I think the real split is between research and operational, on
one side, and marketing, on the other.  (Some of the other replies
point out the existence of the marketing side in the academic world -
and this is probably particularly true of the newer universities
in the UK, which are primarily businesses.)

However, particularly in the commercial world one has to account for
the fact that a large part of the intended content of a web page is often
not the overt content, but a subliminal message (in my view they often
have little useful overt content), and the over product is often not the
real product; the real product might be something more like the status
of a department manager (as user of high tech or as author of pages).
Status is often a particularly important part of the product when the
real product is not really new.

When looking at free commercial sites apparently offering information,
one has to realise that their real product is readers of advertisements,
not the information.

Again, particularly for the more visible parts of the web, machine
parsability of the information content is an undesirable feature, from
a marketing point of view, as it means that it is easy to strip out the
advertising, and the subliminal messages.

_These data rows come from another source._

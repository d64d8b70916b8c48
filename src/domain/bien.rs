//! Listing ("bien") domain model and form-boundary draft type.
//!
//! This module defines the central [`Bien`] record, its mode-dependent
//! [`Pricing`] payload, and [`BienDraft`], the unvalidated form submission
//! that is checked and derived into a record at the boundary.
//!
//! # Persisted layout
//!
//! Serde renames keep the historical storage field names (`datePublication`,
//! `depotGarantie`, `meublé`, `type`, ...) so collections persisted by earlier
//! versions of the dashboard load unchanged. The pricing payload is flattened
//! and untagged: purchase records carry a flat `prix` field, rental records a
//! flat `loyer` (plus furnished flag and deposit).
//!
//! # Charge consistency
//!
//! Every listing stores both monthly (`charges`) and annual
//! (`charges_annuelles`) service charges. Whichever the user edits is the
//! source of truth and the other is derived at write time (×12 / ÷12), so
//! `charges_annuelles == charges * 12` holds after any write. Legacy records
//! missing one side are repaired on read by [`Bien::normalize`].

use serde::{Deserialize, Serialize};

use super::error::{BientrackError, Result};
use super::mode::{ChargesMode, Dpe, Mode};

/// Mode-specific monetary payload of a listing.
///
/// Tagged variant instead of optional-field probing: a purchase listing can
/// only carry a price, a rental listing can only carry rent, furnished flag
/// and deposit, and every consumer handles both shapes exhaustively.
///
/// Serialized untagged so the on-disk shape stays flat (`prix` or `loyer` at
/// the record top level). Deserialization tries the rental shape first since
/// it is the more specific one (`loyer` is required).
#[derive(Debug, Clone, PartialEq, Serialize, Deserialize)]
#[serde(untagged)]
pub enum Pricing {
    /// Rental payload.
    Location {
        /// Monthly rent in euros.
        loyer: f64,
        /// Furnished flag.
        #[serde(rename = "meublé", default)]
        meuble: bool,
        /// Deposit in euros. Defaults to twice the rent when left blank on
        /// submit.
        #[serde(rename = "depotGarantie", default)]
        depot_garantie: f64,
    },
    /// Purchase payload.
    Achat {
        /// Purchase price in euros.
        prix: f64,
    },
}

impl Pricing {
    /// Returns the main monetary amount (price or rent).
    #[must_use]
    pub fn montant(&self) -> f64 {
        match self {
            Self::Location { loyer, .. } => *loyer,
            Self::Achat { prix } => *prix,
        }
    }
}

/// One real-estate property record.
///
/// The id is assigned at creation time and immutable afterwards; all other
/// fields are replaced wholesale on edit (whole-record resubmission model).
/// Free-form fields are stored as plain strings, empty meaning unset, which
/// matches the persisted layout of the original dashboard.
#[derive(Debug, Clone, PartialEq, Serialize, Deserialize)]
pub struct Bien {
    /// Unique, immutable, time-based identifier. Never reused.
    pub id: i64,

    /// Neighborhood/district grouping field. Required.
    pub quartier: String,

    /// Property type (T2, Studio, Duplex, ...). Required.
    #[serde(rename = "type")]
    pub type_bien: String,

    /// Living surface in m². Always positive; enforced at the form boundary.
    pub surface: f64,

    /// Room count.
    #[serde(default)]
    pub pieces: u32,

    /// Energy-performance rating.
    pub dpe: Dpe,

    /// Workflow status. Always a member of the owning mode's vocabulary.
    #[serde(default)]
    pub etat: String,

    /// Heating type, free-form.
    #[serde(default)]
    pub chauffage: String,

    /// Monthly service charges in euros.
    #[serde(default)]
    pub charges: f64,

    /// Annual service charges in euros. Kept equal to `charges * 12`.
    #[serde(default)]
    pub charges_annuelles: f64,

    #[serde(default)]
    pub parking: bool,
    #[serde(default)]
    pub cave: bool,
    #[serde(default)]
    pub terrasse: bool,
    #[serde(default)]
    pub clim: bool,
    #[serde(default)]
    pub ascenseur: bool,
    #[serde(default)]
    pub balcon: bool,

    #[serde(rename = "datePublication", default)]
    pub date_publication: String,
    #[serde(rename = "dateContact", default)]
    pub date_contact: String,
    #[serde(rename = "dateVisite", default)]
    pub date_visite: String,

    #[serde(default)]
    pub contact: String,
    #[serde(default)]
    pub tel: String,
    #[serde(rename = "siteWeb", default)]
    pub site_web: String,
    #[serde(default)]
    pub adresse: String,
    #[serde(default)]
    pub notes: String,

    /// Mode-specific monetary payload, flattened into the record.
    #[serde(flatten)]
    pub pricing: Pricing,
}

impl Bien {
    /// Returns the mode-projected main amount: `prix` in purchase mode,
    /// `loyer` in rental mode, `0` when the payload does not match the mode
    /// (legacy cross-mode data).
    #[must_use]
    pub fn montant(&self, mode: Mode) -> f64 {
        match (mode, &self.pricing) {
            (Mode::Achat, Pricing::Achat { prix }) => *prix,
            (Mode::Location, Pricing::Location { loyer, .. }) => *loyer,
            _ => 0.0,
        }
    }

    /// Returns the charge value under the given display mode.
    ///
    /// Falls back to `charges * 12` when the annual field is missing on a
    /// legacy record that has not been normalized yet.
    #[must_use]
    pub fn charges_for(&self, charges_mode: ChargesMode) -> f64 {
        match charges_mode {
            ChargesMode::Mensuelles => self.charges,
            ChargesMode::Annuelles => {
                if self.charges_annuelles == 0.0 {
                    self.charges * 12.0
                } else {
                    self.charges_annuelles
                }
            }
        }
    }

    /// Writes a charge value, treating it as source of truth under the given
    /// display mode and deriving the other field.
    pub fn set_charges(&mut self, value: f64, charges_mode: ChargesMode) {
        match charges_mode {
            ChargesMode::Mensuelles => {
                self.charges = value;
                self.charges_annuelles = value * 12.0;
            }
            ChargesMode::Annuelles => {
                self.charges_annuelles = value;
                self.charges = value / 12.0;
            }
        }
    }

    /// Repairs legacy data on read.
    ///
    /// Fills in whichever charge field is missing using the ×12 rule and
    /// resets an état outside the owning mode's vocabulary to that mode's
    /// first value.
    pub fn normalize(&mut self, mode: Mode) {
        if self.charges_annuelles == 0.0 && self.charges != 0.0 {
            self.charges_annuelles = self.charges * 12.0;
        } else if self.charges == 0.0 && self.charges_annuelles != 0.0 {
            self.charges = self.charges_annuelles / 12.0;
        }

        if !mode.is_valid_etat(&self.etat) {
            tracing::debug!(
                bien_id = self.id,
                etat = %self.etat,
                mode = %mode,
                "resetting out-of-vocabulary etat"
            );
            self.etat = mode.default_etat().to_string();
        }
    }
}

/// Unvalidated form submission for creating or editing a listing.
///
/// `montant` is the value of the main monetary input, interpreted as `prix`
/// or `loyer` depending on the active mode; `charges` is interpreted in the
/// active charge display unit. [`BienDraft::into_bien`] validates the draft
/// and applies all mode-specific derivation.
#[derive(Debug, Clone, Default)]
pub struct BienDraft {
    pub quartier: String,
    pub type_bien: String,
    /// Price (purchase mode) or monthly rent (rental mode), in euros.
    pub montant: f64,
    pub surface: f64,
    pub pieces: u32,
    /// Furnished flag; only meaningful in rental mode.
    pub meuble: bool,
    /// Deposit; blank or non-positive defaults to `2 × loyer` on submit.
    pub depot_garantie: Option<f64>,
    pub dpe: Dpe,
    pub etat: String,
    pub chauffage: String,
    /// Charge input in the active display unit (monthly or annual).
    pub charges: f64,
    pub parking: bool,
    pub cave: bool,
    pub terrasse: bool,
    pub clim: bool,
    pub ascenseur: bool,
    pub balcon: bool,
    pub date_publication: String,
    pub date_contact: String,
    pub date_visite: String,
    pub contact: String,
    pub tel: String,
    pub site_web: String,
    pub adresse: String,
    pub notes: String,
}

impl BienDraft {
    /// Validates the draft and builds a full record with the given id.
    ///
    /// Applies the mode-specific derivation rules:
    /// - the monetary input becomes `prix` or `loyer` depending on `mode`;
    /// - in rental mode a blank or non-positive deposit defaults to twice the
    ///   rent (recomputed on every submit, creates and edits alike);
    /// - the charge input is stored in both units via the ×12 / ÷12 rule.
    ///
    /// # Errors
    ///
    /// Returns [`BientrackError::Validation`] when a required field is empty,
    /// a numeric field is non-finite or out of range, or the état does not
    /// belong to the mode's vocabulary.
    pub fn into_bien(self, id: i64, mode: Mode, charges_mode: ChargesMode) -> Result<Bien> {
        if self.quartier.trim().is_empty() {
            return Err(BientrackError::Validation("quartier is required".to_string()));
        }
        if self.type_bien.trim().is_empty() {
            return Err(BientrackError::Validation("type is required".to_string()));
        }
        if !self.surface.is_finite() || self.surface <= 0.0 {
            return Err(BientrackError::Validation(
                "surface must be a positive number".to_string(),
            ));
        }
        if !self.montant.is_finite() || self.montant < 0.0 {
            return Err(BientrackError::Validation(format!(
                "{} must be a non-negative number",
                mode.price_label().to_lowercase()
            )));
        }
        if !self.charges.is_finite() || self.charges < 0.0 {
            return Err(BientrackError::Validation(
                "charges must be a non-negative number".to_string(),
            ));
        }
        if !mode.is_valid_etat(&self.etat) {
            return Err(BientrackError::Validation(format!(
                "etat '{}' is not valid in {} mode",
                self.etat, mode
            )));
        }

        let pricing = match mode {
            Mode::Achat => Pricing::Achat { prix: self.montant },
            Mode::Location => Pricing::Location {
                loyer: self.montant,
                meuble: self.meuble,
                depot_garantie: self
                    .depot_garantie
                    .filter(|d| d.is_finite() && *d > 0.0)
                    .unwrap_or(self.montant * 2.0),
            },
        };

        let mut bien = Bien {
            id,
            quartier: self.quartier,
            type_bien: self.type_bien,
            surface: self.surface,
            pieces: self.pieces,
            dpe: self.dpe,
            etat: self.etat,
            chauffage: self.chauffage,
            charges: 0.0,
            charges_annuelles: 0.0,
            parking: self.parking,
            cave: self.cave,
            terrasse: self.terrasse,
            clim: self.clim,
            ascenseur: self.ascenseur,
            balcon: self.balcon,
            date_publication: self.date_publication,
            date_contact: self.date_contact,
            date_visite: self.date_visite,
            contact: self.contact,
            tel: self.tel,
            site_web: self.site_web,
            adresse: self.adresse,
            notes: self.notes,
            pricing,
        };
        bien.set_charges(self.charges, charges_mode);

        Ok(bien)
    }
}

I think you also missed out the thin client application programs that
basically use the web browser to avoid the need to install and maintain
individual programs on user machines, by dynamically loading them as 
scripting, etc.  These can vary across the functional versus marketing
driven spectrum (and the in the latter case, they aim is often to make
them behave like a locally installed Windows application would behave).
I'd say that was another specialisation.